Venturing Beyond the Book: Taking Science into the Community
Bromley's Inquiry-Based Courses Make a Classroom of the Real World
Getting girls to excel in math and science is a topic hotly debated by educators across the country. But a few schools - including Bromley Brook - may just have found the solution.
Combining small class size with inquiry-based learning and a genuine focus on the affects of science (in all its interpretations) on community, Bromley's approach to teaching science is unquestionably hands-on. After all, what better way to learn than to get involved from the ground up?
While Bromley's science classes do, of course, follow standard curriculum requirements, the courses are specifically designed to give each girl the chance to own a personal stake in her learning. In other words, instead of "telling" students what they are required to learn, courses like environmental science, earth science, physics and biology begin by examining a very specific real-world scenario, then developing a set of questions, experiments, field projects and assignments based on the analysis and observation of that scenario.

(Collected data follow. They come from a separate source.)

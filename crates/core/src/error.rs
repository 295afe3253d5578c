//! Error taxonomy shared across the collection primitives.

use thiserror::Error;

/// A failure reported by a [`CollectionGateway`] call.
///
/// [`CollectionGateway`]: crate::gateway::CollectionGateway
#[derive(Debug, Error)]
pub enum GatewayError {
    /// The request never produced a usable response.
    #[error("transport failure")]
    Transport(#[source] Box<dyn std::error::Error + Send + Sync + 'static>),

    /// The server answered with a non-success status and a message.
    #[error("request rejected ({status}): {message}")]
    Rejected {
        /// HTTP status code reported by the server.
        status: u16,
        /// Server-provided rejection message.
        message: String,
    },

    /// The request was superseded by a newer one for the same key.
    #[error("request superseded")]
    Superseded,
}

impl GatewayError {
    /// Wrap an arbitrary transport-level error.
    pub fn transport(source: impl std::error::Error + Send + Sync + 'static) -> Self {
        Self::Transport(Box::new(source))
    }
}

/// A single failed validation check on a draft field.
#[derive(Debug, Clone, PartialEq, Eq)]
pub struct ValidationError {
    /// Draft field the check applies to.
    pub field: &'static str,
    /// Human-readable description of the failed check.
    pub message: String,
}

impl ValidationError {
    /// Build a validation error for `field`.
    pub fn new(field: &'static str, message: impl Into<String>) -> Self {
        Self {
            field,
            message: message.into(),
        }
    }
}

/// All validation failures found on a draft, surfaced together.
#[derive(Debug, Clone, Default)]
pub struct ValidationErrors {
    /// Individual failed checks, in declaration order.
    pub errors: Vec<ValidationError>,
}

impl ValidationErrors {
    /// An empty error set.
    pub fn new() -> Self {
        Self::default()
    }

    /// Record a failed check.
    pub fn push(&mut self, field: &'static str, message: impl Into<String>) {
        self.errors.push(ValidationError::new(field, message));
    }

    /// Whether no checks failed.
    pub fn is_empty(&self) -> bool {
        self.errors.is_empty()
    }

    /// Finish a validation pass: `Ok(())` when no checks failed.
    ///
    /// # Errors
    ///
    /// Returns `self` when at least one check failed.
    pub fn into_result(self) -> Result<(), Self> {
        if self.is_empty() { Ok(()) } else { Err(self) }
    }
}

impl std::fmt::Display for ValidationErrors {
    fn fmt(&self, f: &mut std::fmt::Formatter<'_>) -> std::fmt::Result {
        write!(f, "validation failed")?;
        for error in &self.errors {
            write!(f, "; {}: {}", error.field, error.message)?;
        }
        Ok(())
    }
}

impl std::error::Error for ValidationErrors {}

/// A failure surfaced by [`FormFlow::submit`].
///
/// [`FormFlow::submit`]: crate::form::FormFlow::submit
#[derive(Debug, Error)]
pub enum FormError {
    /// The draft failed client-side validation; nothing was sent.
    #[error(transparent)]
    Invalid(#[from] ValidationErrors),

    /// The submission reached the gateway and failed there.
    #[error(transparent)]
    Gateway(#[from] GatewayError),
}

/// A misuse of the per-row editor surfaced to the caller.
#[derive(Debug, Error, PartialEq, Eq)]
pub enum EditError {
    /// The row is not currently in the `Editing` state.
    #[error("row is not being edited")]
    NotEditing,

    /// The record left the local collection since the edit began.
    #[error("record is no longer in the collection")]
    Missing,
}
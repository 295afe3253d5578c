//! Orders Repository

use async_trait::async_trait;
use mockall::automock;
use serde::Deserialize;
use sphere_core::error::GatewayError;

use crate::api::ApiClient;
use crate::users::models::UserId;

use super::models::{NewOrder, Order, OrderId};

/// Remote side of the orders resource.
///
/// Delivery is a verb endpoint rather than a record update, and the admin
/// table needs usernames the order payload does not carry, so this trait
/// stands alone rather than going through `CollectionGateway`.
#[automock]
#[async_trait]
pub trait OrdersRepository: Send + Sync {
    /// Fetch every order.
    async fn list(&self) -> Result<Vec<Order>, GatewayError>;

    /// Place a new order.
    async fn place(&self, order: NewOrder) -> Result<Order, GatewayError>;

    /// Flip an order to delivered.
    async fn mark_delivered(&self, id: OrderId) -> Result<(), GatewayError>;

    /// Resolve the username behind an order's `user_id`.
    async fn lookup_username(&self, id: UserId) -> Result<String, GatewayError>;
}

#[derive(Debug, Deserialize)]
struct RegisteredUser {
    username: String,
}

/// REST-backed orders repository.
#[derive(Debug, Clone)]
pub struct HttpOrdersRepository {
    api: ApiClient,
}

impl HttpOrdersRepository {
    #[must_use]
    pub fn new(api: ApiClient) -> Self {
        Self { api }
    }
}

#[async_trait]
impl OrdersRepository for HttpOrdersRepository {
    async fn list(&self) -> Result<Vec<Order>, GatewayError> {
        self.api.get("orders").await
    }

    async fn place(&self, order: NewOrder) -> Result<Order, GatewayError> {
        self.api.post("orders", &order).await
    }

    async fn mark_delivered(&self, id: OrderId) -> Result<(), GatewayError> {
        self.api.put_unit(&format!("delivered/{id}")).await
    }

    async fn lookup_username(&self, id: UserId) -> Result<String, GatewayError> {
        let user: RegisteredUser = self.api.get(&format!("registration/{id}")).await?;
        Ok(user.username)
    }
}
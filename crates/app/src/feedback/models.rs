//! Feedback Models

use serde::{Deserialize, Serialize};
use sphere_core::{entity::Entity, error::ValidationErrors, form::Validate};

use crate::ids::TypedId;
use crate::users::models::UserId;

/// Feedback id
pub type FeedbackId = TypedId<Feedback>;

/// Feedback Model
#[derive(Debug, Clone, PartialEq, Eq, Serialize, Deserialize)]
pub struct Feedback {
    pub id: FeedbackId,
    pub user_id: UserId,
    pub username: String,
    pub comment: String,
}

impl Entity for Feedback {
    type Id = FeedbackId;

    fn id(&self) -> Self::Id {
        self.id
    }
}

/// New comment draft. Blank comments are rejected before a request is
/// made.
#[derive(Debug, Clone, Default, PartialEq, Eq, Serialize, Deserialize)]
pub struct NewFeedback {
    pub comment: String,
}

impl Validate for NewFeedback {
    fn validate(&self) -> Result<(), ValidationErrors> {
        let mut errors = ValidationErrors::new();
        if self.comment.trim().is_empty() {
            errors.push("comment", "Comment cannot be empty");
        }
        errors.into_result()
    }
}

In a recent biology course, for example, the girls first conducted an audit of Bromley's trash generation and disposal, explains department head Colleen Balch. Students recorded and analyzed the school's waste volume and disposal systems, investigating and learning about solid waste, pollution, social choice and the biological impact of waste disposal systems along the way. In keeping with Bromley's mission, which includes a focus on family and community responsibility, the students then suggested, evaluated and determined specific recommendations for changes in community behavior that would address some of these environmental and social problems on a school-wide basis.
In the meantime, students in Bromley's environmental science classes are designing multi-day field trips that will take them to the shores of Lake Champlain and to Cape Cod, respectively. Each student is actively engaged in organizing and planning trip logistics as well as developing questions, experiments and projects to be accomplished at the respective destination:
"Designing academically and scientifically relevant questions and experiments is a requirement for participation in each trip," Balch explains. One class, for instance, has been studying watersheds, pollutants and the human activity that causes water pollution. So, on the Lake Champlain trip they will work directly with a professional field researcher doing ground-level data collection for his study - a chance that not many high school students get, and certainly an experience that gives "hands-on" a whole new meaning.
And where most therapeutic schools eliminate or seriously limit their science curriculum, Bromley is dedicated to generating more of those experiences: instead of denying students the opportunity to actively engage hands-on, science-based learning, Bromley recognizes it as another chance to help girls realize their ability to both enjoy and excel in subjects they may once have brushed off or in which they may never have received the necessary support, guidance and encouragement.
"Bromley is at a real advantage because it has the freedom to set its own curriculum, evaluate and understand each girl's learning style and maintain class sizes small enough to allow us to maximize students' involvement in her community and surroundings," Balch states.
"It's a chance to redefine education for girls who haven't had a good experience or who haven't learned how to learn. So much involvement can be hard for a girl initially, especially when she may never have been pushed to that level before, but it's amazing to see her accelerate and progress - and to realize that it's not about the credit, it's about the process. It's about her learning and her education."